#### Collected data:
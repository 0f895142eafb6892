//! # folio-common
//!
//! Configuration and wire models shared by the Folio client crates.
//! No I/O beyond reading configuration, no business logic.

pub mod config;
pub mod models;
//! Session commands.

use anyhow::{bail, Context};
use folio_client::SessionManager;
use serde_json::json;

use super::print_json;
use crate::cli::{LoginArgs, SignupArgs};

pub async fn login(session: &SessionManager, args: LoginArgs) -> anyhow::Result<()> {
    let user = session
        .try_login(&args.email, &args.password)
        .await
        .context("login failed")?;
    tracing::info!(user_id = %user.id, "Logged in");
    print_json(&user)
}

pub async fn signup(session: &SessionManager, args: SignupArgs) -> anyhow::Result<()> {
    let user = session
        .try_signup(&args.name, &args.email, &args.password)
        .await
        .context("signup failed")?;
    tracing::info!(user_id = %user.id, "Signed up");
    print_json(&user)
}

pub async fn logout(session: &SessionManager) -> anyhow::Result<()> {
    session.logout().await;
    println!("Logged out");
    Ok(())
}

pub fn whoami(session: &SessionManager) -> anyhow::Result<()> {
    let Some(user) = session.current_user() else {
        bail!("not logged in");
    };
    print_json(&json!({
        "user": user,
        "loginTime": session.login_time().map(|t| t.to_rfc3339()),
    }))
}

pub async fn refresh(session: &SessionManager) -> anyhow::Result<()> {
    if !session.api().refresher().refresh().await {
        bail!("token refresh failed; log in again");
    }
    println!("Tokens refreshed");
    Ok(())
}
//! HTTP transport seam.
//!
//! [`HttpTransport`] sends one fully-built request and hands back the raw
//! status and body text. Auth, retries and parsing live in the dispatcher;
//! the transport only moves bytes. [`ReqwestTransport`] is the production
//! implementation.

use std::time::Duration;

use async_trait::async_trait;
use folio_common::config::ApiConfig;
use reqwest::header::HeaderMap;
use reqwest::multipart::{Form, Part};
use reqwest::{Client, Method, StatusCode};
use serde_json::Value;
use tracing::trace;

use crate::error::{FolioError, Result};

/// One file in a multipart upload.
#[derive(Debug, Clone)]
pub struct FilePart {
    pub field: String,
    pub file_name: String,
    pub content_type: String,
    pub bytes: Vec<u8>,
}

/// A multipart body that can be rebuilt for a retry.
#[derive(Debug, Clone, Default)]
pub struct MultipartForm {
    pub fields: Vec<(String, String)>,
    pub files: Vec<FilePart>,
}

impl MultipartForm {
    pub fn new() -> Self {
        Self::default()
    }

    pub fn text(mut self, name: impl Into<String>, value: impl Into<String>) -> Self {
        self.fields.push((name.into(), value.into()));
        self
    }

    pub fn file(
        mut self,
        field: impl Into<String>,
        file_name: impl Into<String>,
        content_type: impl Into<String>,
        bytes: Vec<u8>,
    ) -> Self {
        self.files.push(FilePart {
            field: field.into(),
            file_name: file_name.into(),
            content_type: content_type.into(),
            bytes,
        });
        self
    }

    fn into_reqwest(self) -> Result<Form> {
        let mut form = Form::new();
        for (name, value) in self.fields {
            form = form.text(name, value);
        }
        for file in self.files {
            let part = Part::bytes(file.bytes)
                .file_name(file.file_name)
                .mime_str(&file.content_type)?;
            form = form.part(file.field, part);
        }
        Ok(form)
    }
}

#[derive(Debug, Clone)]
pub enum RequestBody {
    /// Serialized as JSON; the dispatcher adds the JSON content type.
    Json(Value),
    /// Sent verbatim.
    Text(String),
    /// Pre-built multipart payload; the client sets its own boundary header.
    Multipart(MultipartForm),
}

impl RequestBody {
    pub fn is_json(&self) -> bool {
        matches!(self, Self::Json(_))
    }
}

#[derive(Debug, Clone)]
pub struct HttpRequest {
    pub method: Method,
    pub url: String,
    pub headers: HeaderMap,
    pub body: Option<RequestBody>,
}

#[derive(Debug, Clone, PartialEq, Eq)]
pub struct HttpResponse {
    pub status: u16,
    pub body: String,
}

impl HttpResponse {
    pub fn new(status: u16, body: impl Into<String>) -> Self {
        Self { status, body: body.into() }
    }

    pub fn is_success(&self) -> bool {
        (200..300).contains(&self.status)
    }
}

/// Sends a single HTTP request. Transport failures are returned as errors
/// and are never retried by the caller.
#[async_trait]
pub trait HttpTransport: Send + Sync {
    async fn execute(&self, request: HttpRequest) -> Result<HttpResponse>;
}

// ─── reqwest ─────────────────────────────────────────────────────────────────

#[derive(Clone)]
pub struct ReqwestTransport {
    client: Client,
}

impl ReqwestTransport {
    pub fn new(config: &ApiConfig) -> Result<Self> {
        let client = Client::builder()
            .timeout(Duration::from_secs(config.timeout_secs))
            .user_agent(config.user_agent.clone())
            .build()
            .map_err(FolioError::Http)?;
        Ok(Self { client })
    }

    /// Wrap an already-configured client.
    pub fn from_client(client: Client) -> Self {
        Self { client }
    }
}

#[async_trait]
impl HttpTransport for ReqwestTransport {
    async fn execute(&self, request: HttpRequest) -> Result<HttpResponse> {
        trace!(method = %request.method, url = %request.url, "Sending request");

        let mut req = self.client.request(request.method, &request.url).headers(request.headers);
        req = match request.body {
            Some(RequestBody::Json(value)) => req.body(serde_json::to_vec(&value)?),
            Some(RequestBody::Text(text)) => req.body(text),
            Some(RequestBody::Multipart(form)) => req.multipart(form.into_reqwest()?),
            None => req,
        };

        let resp = req.send().await?;
        let status = resp.status();
        let body = if status == StatusCode::NO_CONTENT {
            String::new()
        } else {
            resp.text().await?
        };
        Ok(HttpResponse { status: status.as_u16(), body })
    }
}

#### Task:
Reproduce the data, keeping every line exactly the same.

#### Answer box:
repository 0f895142eafb6892
//! # folio-common
//!
//! Configuration and wire models shared by the Folio client crates.
//! No I/O beyond reading configuration, no business logic.

pub mod config;
pub mod models;
//! Session commands.

use anyhow::{bail, Context};
use folio_client::SessionManager;
use serde_json::json;

use super::print_json;
use crate::cli::{LoginArgs, SignupArgs};

pub async fn login(session: &SessionManager, args: LoginArgs) -> anyhow::Result<()> {
    let user = session
        .try_login(&args.email, &args.password)
        .await
        .context("login failed")?;
    tracing::info!(user_id = %user.id, "Logged in");
    print_json(&user)
}

pub async fn signup(session: &SessionManager, args: SignupArgs) -> anyhow::Result<()> {
    let user = session
        .try_signup(&args.name, &args.email, &args.password)
        .await
        .context("signup failed")?;
    tracing::info!(user_id = %user.id, "Signed up");
    print_json(&user)
}

pub async fn logout(session: &SessionManager) -> anyhow::Result<()> {
    session.logout().await;
    println!("Logged out");
    Ok(())
}

pub fn whoami(session: &SessionManager) -> anyhow::Result<()> {
    let Some(user) = session.current_user() else {
        bail!("not logged in");
    };
    print_json(&json!({
        "user": user,
        "loginTime": session.login_time().map(|t| t.to_rfc3339()),
    }))
}

pub async fn refresh(session: &SessionManager) -> anyhow::Result<()> {
    if !session.api().refresher().refresh().await {
        bail!("token refresh failed; log in again");
    }
    println!("Tokens refreshed");
    Ok(())
}
//! HTTP transport seam.
//!
//! [`HttpTransport`] sends one fully-built request and hands back the raw
//! status and body text. Auth, retries and parsing live in the dispatcher;
//! the transport only moves bytes. [`ReqwestTransport`] is the production
//! implementation.

use std::time::Duration;

use async_trait::async_trait;
use folio_common::config::ApiConfig;
use reqwest::header::HeaderMap;
use reqwest::multipart::{Form, Part};
use reqwest::{Client, Method, StatusCode};
use serde_json::Value;
use tracing::trace;

use crate::error::{FolioError, Result};

/// One file in a multipart upload.
#[derive(Debug, Clone)]
pub struct FilePart {
    pub field: String,
    pub file_name: String,
    pub content_type: String,
    pub bytes: Vec<u8>,
}

/// A multipart body that can be rebuilt for a retry.
#[derive(Debug, Clone, Default)]
pub struct MultipartForm {
    pub fields: Vec<(String, String)>,
    pub files: Vec<FilePart>,
}

impl MultipartForm {
    pub fn new() -> Self {
        Self::default()
    }

    pub fn text(mut self, name: impl Into<String>, value: impl Into<String>) -> Self {
        self.fields.push((name.into(), value.into()));
        self
    }

    pub fn file(
        mut self,
        field: impl Into<String>,
        file_name: impl Into<String>,
        content_type: impl Into<String>,
        bytes: Vec<u8>,
    ) -> Self {
        self.files.push(FilePart {
            field: field.into(),
            file_name: file_name.into(),
            content_type: content_type.into(),
            bytes,
        });
        self
    }

    fn into_reqwest(self) -> Result<Form> {
        let mut form = Form::new();
        for (name, value) in self.fields {
            form = form.text(name, value);
        }
        for file in self.files {
            let part = Part::bytes(file.bytes)
                .file_name(file.file_name)
                .mime_str(&file.content_type)?;
            form = form.part(file.field, part);
        }
        Ok(form)
    }
}

#[derive(Debug, Clone)]
pub enum RequestBody {
    /// Serialized as JSON; the dispatcher adds the JSON content type.
    Json(Value),
    /// Sent verbatim.
    Text(String),
    /// Pre-built multipart payload; the client sets its own boundary header.
    Multipart(MultipartForm),
}

impl RequestBody {
    pub fn is_json(&self) -> bool {
        matches!(self, Self::Json(_))
    }
}

#[derive(Debug, Clone)]
pub struct HttpRequest {
    pub method: Method,
    pub url: String,
    pub headers: HeaderMap,
    pub body: Option<RequestBody>,
}

#[derive(Debug, Clone, PartialEq, Eq)]
pub struct HttpResponse {
    pub status: u16,
    pub body: String,
}

impl HttpResponse {
    pub fn new(status: u16, body: impl Into<String>) -> Self {
        Self { status, body: body.into() }
    }

    pub fn is_success(&self) -> bool {
        (200..300).contains(&self.status)
    }
}

/// Sends a single HTTP request. Transport failures are returned as errors
/// and are never retried by the caller.
#[async_trait]
pub trait HttpTransport: Send + Sync {
    async fn execute(&self, request: HttpRequest) -> Result<HttpResponse>;
}

// ─── reqwest ─────────────────────────────────────────────────────────────────

#[derive(Clone)]
pub struct ReqwestTransport {
    client: Client,
}

impl ReqwestTransport {
    pub fn new(config: &ApiConfig) -> Result<Self> {
        let client = Client::builder()
            .timeout(Duration::from_secs(config.timeout_secs))
            .user_agent(config.user_agent.clone())
            .build()
            .map_err(FolioError::Http)?;
        Ok(Self { client })
    }

    /// Wrap an already-configured client.
    pub fn from_client(client: Client) -> Self {
        Self { client }
    }
}

#[async_trait]
impl HttpTransport for ReqwestTransport {
    async fn execute(&self, request: HttpRequest) -> Result<HttpResponse> {
        trace!(method = %request.method, url = %request.url, "Sending request");

        let mut req = self.client.request(request.method, &request.url).headers(request.headers);
        req = match request.body {
            Some(RequestBody::Json(value)) => req.body(serde_json::to_vec(&value)?),
            Some(RequestBody::Text(text)) => req.body(text),
            Some(RequestBody::Multipart(form)) => req.multipart(form.into_reqwest()?),
            None => req,
        };

        let resp = req.send().await?;
        let status = resp.status();
        let body = if status == StatusCode::NO_CONTENT {
            String::new()
        } else {
            resp.text().await?
        };
        Ok(HttpResponse { status: status.as_u16(), body })
    }
}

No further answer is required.